EXTRACTED DATA ▸
==================================================

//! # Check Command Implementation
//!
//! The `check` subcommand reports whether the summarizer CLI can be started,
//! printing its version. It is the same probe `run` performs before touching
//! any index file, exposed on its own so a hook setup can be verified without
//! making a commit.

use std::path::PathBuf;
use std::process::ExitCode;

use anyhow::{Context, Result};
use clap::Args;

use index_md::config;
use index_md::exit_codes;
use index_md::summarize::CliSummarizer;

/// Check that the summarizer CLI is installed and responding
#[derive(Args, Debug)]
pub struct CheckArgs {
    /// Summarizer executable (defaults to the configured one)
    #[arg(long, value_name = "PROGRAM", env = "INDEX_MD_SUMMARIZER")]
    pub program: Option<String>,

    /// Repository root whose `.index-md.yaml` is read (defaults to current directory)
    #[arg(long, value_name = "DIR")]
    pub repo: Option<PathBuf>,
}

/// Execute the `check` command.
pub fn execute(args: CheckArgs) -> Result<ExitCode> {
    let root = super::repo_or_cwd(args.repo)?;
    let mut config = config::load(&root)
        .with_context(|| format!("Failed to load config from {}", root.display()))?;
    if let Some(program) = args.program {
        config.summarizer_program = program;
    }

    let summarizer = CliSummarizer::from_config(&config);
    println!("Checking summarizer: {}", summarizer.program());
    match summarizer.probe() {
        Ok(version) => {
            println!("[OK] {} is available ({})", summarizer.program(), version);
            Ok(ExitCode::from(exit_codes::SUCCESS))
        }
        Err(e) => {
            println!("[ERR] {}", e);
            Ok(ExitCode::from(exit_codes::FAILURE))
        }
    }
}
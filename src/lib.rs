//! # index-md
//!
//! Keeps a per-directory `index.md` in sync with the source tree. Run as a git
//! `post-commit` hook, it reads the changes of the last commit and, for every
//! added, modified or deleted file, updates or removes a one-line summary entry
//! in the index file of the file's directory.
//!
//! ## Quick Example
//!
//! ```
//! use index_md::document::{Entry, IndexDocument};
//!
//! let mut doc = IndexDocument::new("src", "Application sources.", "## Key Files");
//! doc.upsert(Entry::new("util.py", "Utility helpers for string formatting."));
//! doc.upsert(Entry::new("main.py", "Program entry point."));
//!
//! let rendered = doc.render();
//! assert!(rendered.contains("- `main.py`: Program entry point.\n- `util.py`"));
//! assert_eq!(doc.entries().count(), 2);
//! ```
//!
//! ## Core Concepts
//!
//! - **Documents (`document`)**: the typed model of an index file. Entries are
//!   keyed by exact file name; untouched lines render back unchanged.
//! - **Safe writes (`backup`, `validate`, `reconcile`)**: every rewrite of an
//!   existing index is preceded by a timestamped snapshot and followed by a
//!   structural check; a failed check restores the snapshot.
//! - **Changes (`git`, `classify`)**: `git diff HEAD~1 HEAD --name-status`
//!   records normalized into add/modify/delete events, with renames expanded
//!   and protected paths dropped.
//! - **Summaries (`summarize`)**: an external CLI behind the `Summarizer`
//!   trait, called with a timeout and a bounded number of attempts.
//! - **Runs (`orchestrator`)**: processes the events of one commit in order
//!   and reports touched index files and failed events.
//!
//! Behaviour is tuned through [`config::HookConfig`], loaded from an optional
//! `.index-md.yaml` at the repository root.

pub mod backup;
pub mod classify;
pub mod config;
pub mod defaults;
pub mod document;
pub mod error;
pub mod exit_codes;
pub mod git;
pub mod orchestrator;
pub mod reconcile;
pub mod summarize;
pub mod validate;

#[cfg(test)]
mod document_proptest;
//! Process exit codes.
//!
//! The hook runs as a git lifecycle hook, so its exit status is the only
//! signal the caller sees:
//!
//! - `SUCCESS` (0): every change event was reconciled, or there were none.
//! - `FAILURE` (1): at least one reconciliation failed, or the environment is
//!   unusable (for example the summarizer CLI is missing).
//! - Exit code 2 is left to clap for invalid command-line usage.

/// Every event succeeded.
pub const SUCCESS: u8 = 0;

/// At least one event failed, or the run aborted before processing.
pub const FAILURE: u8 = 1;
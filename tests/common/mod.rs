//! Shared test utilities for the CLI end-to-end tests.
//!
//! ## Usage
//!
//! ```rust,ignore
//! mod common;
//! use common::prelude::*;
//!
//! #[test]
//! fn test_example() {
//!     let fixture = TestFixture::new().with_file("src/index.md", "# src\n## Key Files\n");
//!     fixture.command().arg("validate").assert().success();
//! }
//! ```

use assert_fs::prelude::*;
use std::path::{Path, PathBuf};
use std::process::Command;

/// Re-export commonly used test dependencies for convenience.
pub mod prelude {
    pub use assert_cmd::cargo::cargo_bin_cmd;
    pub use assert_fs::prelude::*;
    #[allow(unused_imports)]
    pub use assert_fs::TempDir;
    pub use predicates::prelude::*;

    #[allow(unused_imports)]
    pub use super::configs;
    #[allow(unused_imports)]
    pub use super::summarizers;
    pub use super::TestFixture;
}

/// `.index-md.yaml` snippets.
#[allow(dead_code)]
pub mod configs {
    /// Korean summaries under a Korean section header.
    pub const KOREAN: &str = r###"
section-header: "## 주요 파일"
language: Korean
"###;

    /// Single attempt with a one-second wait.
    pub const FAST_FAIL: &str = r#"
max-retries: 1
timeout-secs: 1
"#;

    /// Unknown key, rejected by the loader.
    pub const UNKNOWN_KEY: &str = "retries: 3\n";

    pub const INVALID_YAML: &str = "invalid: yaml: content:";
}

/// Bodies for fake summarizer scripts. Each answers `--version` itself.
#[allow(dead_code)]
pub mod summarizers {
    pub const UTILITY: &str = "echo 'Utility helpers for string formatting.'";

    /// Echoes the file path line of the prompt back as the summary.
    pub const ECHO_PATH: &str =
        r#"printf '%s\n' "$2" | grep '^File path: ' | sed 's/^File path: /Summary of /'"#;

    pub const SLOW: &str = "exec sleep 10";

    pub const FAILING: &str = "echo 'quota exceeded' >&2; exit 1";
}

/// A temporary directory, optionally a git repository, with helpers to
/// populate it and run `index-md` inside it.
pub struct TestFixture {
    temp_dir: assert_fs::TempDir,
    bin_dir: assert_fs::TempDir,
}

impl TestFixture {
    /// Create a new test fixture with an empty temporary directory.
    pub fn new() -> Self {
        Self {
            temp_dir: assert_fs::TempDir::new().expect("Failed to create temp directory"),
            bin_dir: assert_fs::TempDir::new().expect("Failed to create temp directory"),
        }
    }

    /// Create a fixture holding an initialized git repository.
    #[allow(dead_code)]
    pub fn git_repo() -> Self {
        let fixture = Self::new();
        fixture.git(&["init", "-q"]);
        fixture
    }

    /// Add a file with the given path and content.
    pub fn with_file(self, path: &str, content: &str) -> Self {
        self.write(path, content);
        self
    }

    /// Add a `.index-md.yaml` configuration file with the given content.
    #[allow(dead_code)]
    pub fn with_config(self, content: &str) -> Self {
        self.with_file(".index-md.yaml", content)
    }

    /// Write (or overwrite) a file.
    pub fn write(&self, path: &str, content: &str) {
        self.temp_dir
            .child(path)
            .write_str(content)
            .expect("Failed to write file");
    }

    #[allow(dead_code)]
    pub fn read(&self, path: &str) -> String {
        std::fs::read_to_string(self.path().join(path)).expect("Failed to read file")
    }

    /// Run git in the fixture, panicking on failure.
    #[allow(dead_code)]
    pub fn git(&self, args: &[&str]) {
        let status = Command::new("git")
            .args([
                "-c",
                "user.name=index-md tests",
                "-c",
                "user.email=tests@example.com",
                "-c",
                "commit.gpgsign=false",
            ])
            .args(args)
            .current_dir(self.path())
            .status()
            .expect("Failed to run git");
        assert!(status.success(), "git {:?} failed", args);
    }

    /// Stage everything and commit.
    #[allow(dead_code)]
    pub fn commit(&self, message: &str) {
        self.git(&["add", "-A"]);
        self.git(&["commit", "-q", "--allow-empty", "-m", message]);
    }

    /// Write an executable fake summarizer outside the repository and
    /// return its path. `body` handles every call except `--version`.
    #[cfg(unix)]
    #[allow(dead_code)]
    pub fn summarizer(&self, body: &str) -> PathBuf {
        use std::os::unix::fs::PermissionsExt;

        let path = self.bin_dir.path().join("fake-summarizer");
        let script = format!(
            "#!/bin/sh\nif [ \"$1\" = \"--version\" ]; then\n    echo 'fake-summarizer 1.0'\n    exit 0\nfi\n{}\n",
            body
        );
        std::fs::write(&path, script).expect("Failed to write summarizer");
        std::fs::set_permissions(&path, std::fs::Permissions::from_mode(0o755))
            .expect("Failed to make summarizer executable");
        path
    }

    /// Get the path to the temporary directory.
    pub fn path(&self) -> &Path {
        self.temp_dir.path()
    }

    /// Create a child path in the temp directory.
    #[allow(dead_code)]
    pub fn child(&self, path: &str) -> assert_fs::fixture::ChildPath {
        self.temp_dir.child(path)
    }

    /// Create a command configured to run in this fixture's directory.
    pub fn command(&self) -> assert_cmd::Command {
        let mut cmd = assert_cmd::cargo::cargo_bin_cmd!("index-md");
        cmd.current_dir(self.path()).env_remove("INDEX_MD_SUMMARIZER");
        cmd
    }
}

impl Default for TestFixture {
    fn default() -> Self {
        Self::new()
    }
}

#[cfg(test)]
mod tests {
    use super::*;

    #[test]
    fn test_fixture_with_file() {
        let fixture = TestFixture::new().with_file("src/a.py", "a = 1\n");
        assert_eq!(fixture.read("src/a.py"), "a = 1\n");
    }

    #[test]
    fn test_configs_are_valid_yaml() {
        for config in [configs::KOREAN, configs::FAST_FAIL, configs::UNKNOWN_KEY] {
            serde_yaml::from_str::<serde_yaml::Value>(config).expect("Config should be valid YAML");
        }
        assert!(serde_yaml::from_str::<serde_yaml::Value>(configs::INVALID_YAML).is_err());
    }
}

==================================================

WORK TASK ▸
Of the lines above, extract only those from the line with "with renames expanded" to the line with "from an optional", both included, exactly as written.

EXERCISE RESPONSE ▸
//!   records normalized into add/modify/delete events, with renames expanded
//!   and protected paths dropped.
//! - **Summaries (`summarize`)**: an external CLI behind the `Summarizer`
//!   trait, called with a timeout and a bounded number of attempts.
//! - **Runs (`orchestrator`)**: processes the events of one commit in order
//!   and reports touched index files and failed events.
//!
//! Behaviour is tuned through [`config::HookConfig`], loaded from an optional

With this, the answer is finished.